What is needed.
Each line below needs to be repeated precisely as it is.

════════

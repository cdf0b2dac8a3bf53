//! In-memory substitutes for the media tool and the remote vision model.

#![allow(dead_code)]

use std::collections::{HashMap, HashSet};
use std::path::{Path, PathBuf};
use std::sync::atomic::{AtomicUsize, Ordering};
use std::sync::{Arc, Mutex};
use std::time::Duration;

use async_trait::async_trait;

use brushscan_core::media::{MediaError, MediaInfo, MediaProcessor, TranscodeRequest, OPAQUE_BOX_COLOR};
use brushscan_gemini::backoff::RetryPolicy;
use brushscan_gemini::client::DetectionClient;
use brushscan_gemini::detector::{InferenceRequest, RemoteVideo, VisionDetector, VisionError};
use brushscan_pipeline::config::PipelineConfig;
use brushscan_pipeline::job::JobPipeline;
use brushscan_pipeline::preprocess::MediaPreprocessor;
use brushscan_pipeline::render::VisualizationRenderer;

// ---------------------------------------------------------------------------
// Media
// ---------------------------------------------------------------------------

/// Tracks stream facts per path and "transcodes" by writing a stub file
/// whose frame count is inherited from the input.
#[derive(Default)]
pub struct FakeMedia {
    pub infos: Mutex<HashMap<PathBuf, MediaInfo>>,
    pub requests: Mutex<Vec<TranscodeRequest>>,
    /// File names whose transcode fails.
    pub failing_inputs: HashSet<String>,
    /// Fail every visualization render.
    pub fail_visualization: bool,
    /// Lose one frame on every transcode.
    pub drop_frame: bool,
}

impl FakeMedia {
    pub fn add_source(&self, path: &Path, rate: &str, frames: u64) {
        self.infos.lock().unwrap().insert(
            path.to_path_buf(),
            MediaInfo {
                frame_rate: Some(rate.to_string()),
                frame_count: Some(frames),
            },
        );
    }

    pub fn requests(&self) -> Vec<TranscodeRequest> {
        self.requests.lock().unwrap().clone()
    }
}

fn file_name(path: &Path) -> String {
    path.file_name()
        .map(|n| n.to_string_lossy().into_owned())
        .unwrap_or_default()
}

#[async_trait]
impl MediaProcessor for FakeMedia {
    async fn probe(&self, path: &Path) -> Result<MediaInfo, MediaError> {
        self.infos
            .lock()
            .unwrap()
            .get(path)
            .cloned()
            .ok_or_else(|| MediaError::VideoNotFound(path.display().to_string()))
    }

    async fn transcode(&self, request: &TranscodeRequest) -> Result<(), MediaError> {
        self.requests.lock().unwrap().push(request.clone());

        let is_visualization = request
            .overlay
            .as_ref()
            .is_some_and(|o| o.box_color == OPAQUE_BOX_COLOR);
        if self.failing_inputs.contains(&file_name(&request.input))
            || (is_visualization && self.fail_visualization)
        {
            // Like a real encoder killed mid-way, leave a truncated file.
            tokio::fs::write(&request.output, b"partial").await?;
            return Err(MediaError::ExecutionFailed {
                exit_code: Some(1),
                stderr: "simulated failure".into(),
            });
        }

        let input = self.probe(&request.input).await?;
        let frames = input
            .frame_count
            .map(|n| if self.drop_frame { n.saturating_sub(1) } else { n });
        let rate = request
            .output_fps
            .map(|fps| format!("{fps}/1"))
            .or(input.frame_rate);

        tokio::fs::write(&request.output, b"stub").await?;
        self.infos.lock().unwrap().insert(
            request.output.clone(),
            MediaInfo {
                frame_rate: rate,
                frame_count: frames,
            },
        );
        Ok(())
    }
}

// ---------------------------------------------------------------------------
// Vision
// ---------------------------------------------------------------------------

pub const DEFAULT_RESPONSE: &str = r#"{"L": 42, "R": 87, "notes": "clear contacts"}"#;

/// Answers by uploaded file name. Tracks how many inferences overlap.
#[derive(Default)]
pub struct FakeVision {
    /// Responses keyed by the uploaded (labeled) file name.
    pub responses: HashMap<String, Result<String, VisionError>>,
    /// Uploaded file names whose inference panics.
    pub panicking: HashSet<String>,
    /// Simulated inference latency.
    pub latency: Duration,
    pub in_flight: AtomicUsize,
    pub max_in_flight: AtomicUsize,
    pub inferences: AtomicUsize,
}

#[async_trait]
impl VisionDetector for FakeVision {
    async fn upload(&self, video: &Path) -> Result<RemoteVideo, VisionError> {
        Ok(RemoteVideo {
            name: file_name(video),
            uri: format!("fake://{}", file_name(video)),
            mime_type: "video/mp4".into(),
        })
    }

    async fn infer(
        &self,
        video: &RemoteVideo,
        _request: &InferenceRequest,
    ) -> Result<String, VisionError> {
        self.inferences.fetch_add(1, Ordering::SeqCst);
        if self.panicking.contains(&video.name) {
            panic!("simulated worker crash for {}", video.name);
        }

        let now = self.in_flight.fetch_add(1, Ordering::SeqCst) + 1;
        self.max_in_flight.fetch_max(now, Ordering::SeqCst);
        if !self.latency.is_zero() {
            tokio::time::sleep(self.latency).await;
        }
        self.in_flight.fetch_sub(1, Ordering::SeqCst);

        self.responses
            .get(&video.name)
            .cloned()
            .unwrap_or_else(|| Ok(DEFAULT_RESPONSE.to_string()))
    }

    async fn release(&self, _video: &RemoteVideo) -> Result<(), VisionError> {
        Ok(())
    }
}

// ---------------------------------------------------------------------------
// Assembly
// ---------------------------------------------------------------------------

pub fn pipeline(config: PipelineConfig, media: Arc<FakeMedia>, vision: Arc<FakeVision>) -> Arc<JobPipeline> {
    let policy = RetryPolicy::default().without_jitter();
    Arc::new(JobPipeline::new(
        Arc::new(config),
        MediaPreprocessor::new(media.clone()),
        DetectionClient::new(vision, policy),
        VisualizationRenderer::new(media),
    ))
}

/// Create an empty source video file and register its stream facts.
pub fn add_video(media: &FakeMedia, dir: &Path, name: &str, rate: &str, frames: u64) -> PathBuf {
    let path = dir.join(name);
    std::fs::write(&path, b"source").unwrap();
    media.add_source(&path, rate, frames);
    path
}

/// Names of the files directly inside `dir`, sorted.
pub fn list_dir(dir: &Path) -> Vec<String> {
    let mut names: Vec<String> = std::fs::read_dir(dir)
        .map(|entries| {
            entries
                .filter_map(Result::ok)
                .map(|e| e.file_name().to_string_lossy().into_owned())
                .collect()
        })
        .unwrap_or_default();
    names.sort();
    names
}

════════

Exercise answer.
repository cdf0b2dac8a3bf53
//! In-memory substitutes for the media tool and the remote vision model.

#![allow(dead_code)]

use std::collections::{HashMap, HashSet};
use std::path::{Path, PathBuf};
use std::sync::atomic::{AtomicUsize, Ordering};
use std::sync::{Arc, Mutex};
use std::time::Duration;

use async_trait::async_trait;

use brushscan_core::media::{MediaError, MediaInfo, MediaProcessor, TranscodeRequest, OPAQUE_BOX_COLOR};
use brushscan_gemini::backoff::RetryPolicy;
use brushscan_gemini::client::DetectionClient;
use brushscan_gemini::detector::{InferenceRequest, RemoteVideo, VisionDetector, VisionError};
use brushscan_pipeline::config::PipelineConfig;
use brushscan_pipeline::job::JobPipeline;
use brushscan_pipeline::preprocess::MediaPreprocessor;
use brushscan_pipeline::render::VisualizationRenderer;

// ---------------------------------------------------------------------------
// Media
// ---------------------------------------------------------------------------

/// Tracks stream facts per path and "transcodes" by writing a stub file
/// whose frame count is inherited from the input.
#[derive(Default)]
pub struct FakeMedia {
    pub infos: Mutex<HashMap<PathBuf, MediaInfo>>,
    pub requests: Mutex<Vec<TranscodeRequest>>,
    /// File names whose transcode fails.
    pub failing_inputs: HashSet<String>,
    /// Fail every visualization render.
    pub fail_visualization: bool,
    /// Lose one frame on every transcode.
    pub drop_frame: bool,
}

impl FakeMedia {
    pub fn add_source(&self, path: &Path, rate: &str, frames: u64) {
        self.infos.lock().unwrap().insert(
            path.to_path_buf(),
            MediaInfo {
                frame_rate: Some(rate.to_string()),
                frame_count: Some(frames),
            },
        );
    }

    pub fn requests(&self) -> Vec<TranscodeRequest> {
        self.requests.lock().unwrap().clone()
    }
}

fn file_name(path: &Path) -> String {
    path.file_name()
        .map(|n| n.to_string_lossy().into_owned())
        .unwrap_or_default()
}

#[async_trait]
impl MediaProcessor for FakeMedia {
    async fn probe(&self, path: &Path) -> Result<MediaInfo, MediaError> {
        self.infos
            .lock()
            .unwrap()
            .get(path)
            .cloned()
            .ok_or_else(|| MediaError::VideoNotFound(path.display().to_string()))
    }

    async fn transcode(&self, request: &TranscodeRequest) -> Result<(), MediaError> {
        self.requests.lock().unwrap().push(request.clone());

        let is_visualization = request
            .overlay
            .as_ref()
            .is_some_and(|o| o.box_color == OPAQUE_BOX_COLOR);
        if self.failing_inputs.contains(&file_name(&request.input))
            || (is_visualization && self.fail_visualization)
        {
            // Like a real encoder killed mid-way, leave a truncated file.
            tokio::fs::write(&request.output, b"partial").await?;
            return Err(MediaError::ExecutionFailed {
                exit_code: Some(1),
                stderr: "simulated failure".into(),
            });
        }

        let input = self.probe(&request.input).await?;
        let frames = input
            .frame_count
            .map(|n| if self.drop_frame { n.saturating_sub(1) } else { n });
        let rate = request
            .output_fps
            .map(|fps| format!("{fps}/1"))
            .or(input.frame_rate);

        tokio::fs::write(&request.output, b"stub").await?;
        self.infos.lock().unwrap().insert(
            request.output.clone(),
            MediaInfo {
                frame_rate: rate,
                frame_count: frames,
            },
        );
        Ok(())
    }
}

// ---------------------------------------------------------------------------
// Vision
// ---------------------------------------------------------------------------

pub const DEFAULT_RESPONSE: &str = r#"{"L": 42, "R": 87, "notes": "clear contacts"}"#;

/// Answers by uploaded file name. Tracks how many inferences overlap.
#[derive(Default)]
pub struct FakeVision {
    /// Responses keyed by the uploaded (labeled) file name.
    pub responses: HashMap<String, Result<String, VisionError>>,
    /// Uploaded file names whose inference panics.
    pub panicking: HashSet<String>,
    /// Simulated inference latency.
    pub latency: Duration,
    pub in_flight: AtomicUsize,
    pub max_in_flight: AtomicUsize,
    pub inferences: AtomicUsize,
}

#[async_trait]
impl VisionDetector for FakeVision {
    async fn upload(&self, video: &Path) -> Result<RemoteVideo, VisionError> {
        Ok(RemoteVideo {
            name: file_name(video),
            uri: format!("fake://{}", file_name(video)),
            mime_type: "video/mp4".into(),
        })
    }

    async fn infer(
        &self,
        video: &RemoteVideo,
        _request: &InferenceRequest,
    ) -> Result<String, VisionError> {
        self.inferences.fetch_add(1, Ordering::SeqCst);
        if self.panicking.contains(&video.name) {
            panic!("simulated worker crash for {}", video.name);
        }

        let now = self.in_flight.fetch_add(1, Ordering::SeqCst) + 1;
        self.max_in_flight.fetch_max(now, Ordering::SeqCst);
        if !self.latency.is_zero() {
            tokio::time::sleep(self.latency).await;
        }
        self.in_flight.fetch_sub(1, Ordering::SeqCst);

        self.responses
            .get(&video.name)
            .cloned()
            .unwrap_or_else(|| Ok(DEFAULT_RESPONSE.to_string()))
    }

    async fn release(&self, _video: &RemoteVideo) -> Result<(), VisionError> {
        Ok(())
    }
}

// ---------------------------------------------------------------------------
// Assembly
// ---------------------------------------------------------------------------

pub fn pipeline(config: PipelineConfig, media: Arc<FakeMedia>, vision: Arc<FakeVision>) -> Arc<JobPipeline> {
    let policy = RetryPolicy::default().without_jitter();
    Arc::new(JobPipeline::new(
        Arc::new(config),
        MediaPreprocessor::new(media.clone()),
        DetectionClient::new(vision, policy),
        VisualizationRenderer::new(media),
    ))
}

/// Create an empty source video file and register its stream facts.
pub fn add_video(media: &FakeMedia, dir: &Path, name: &str, rate: &str, frames: u64) -> PathBuf {
    let path = dir.join(name);
    std::fs::write(&path, b"source").unwrap();
    media.add_source(&path, rate, frames);
    path
}

/// Names of the files directly inside `dir`, sorted.
pub fn list_dir(dir: &Path) -> Vec<String> {
    let mut names: Vec<String> = std::fs::read_dir(dir)
        .map(|entries| {
            entries
                .filter_map(Result::ok)
                .map(|e| e.file_name().to_string_lossy().into_owned())
                .collect()
        })
        .unwrap_or_default();
    names.sort();
    names
}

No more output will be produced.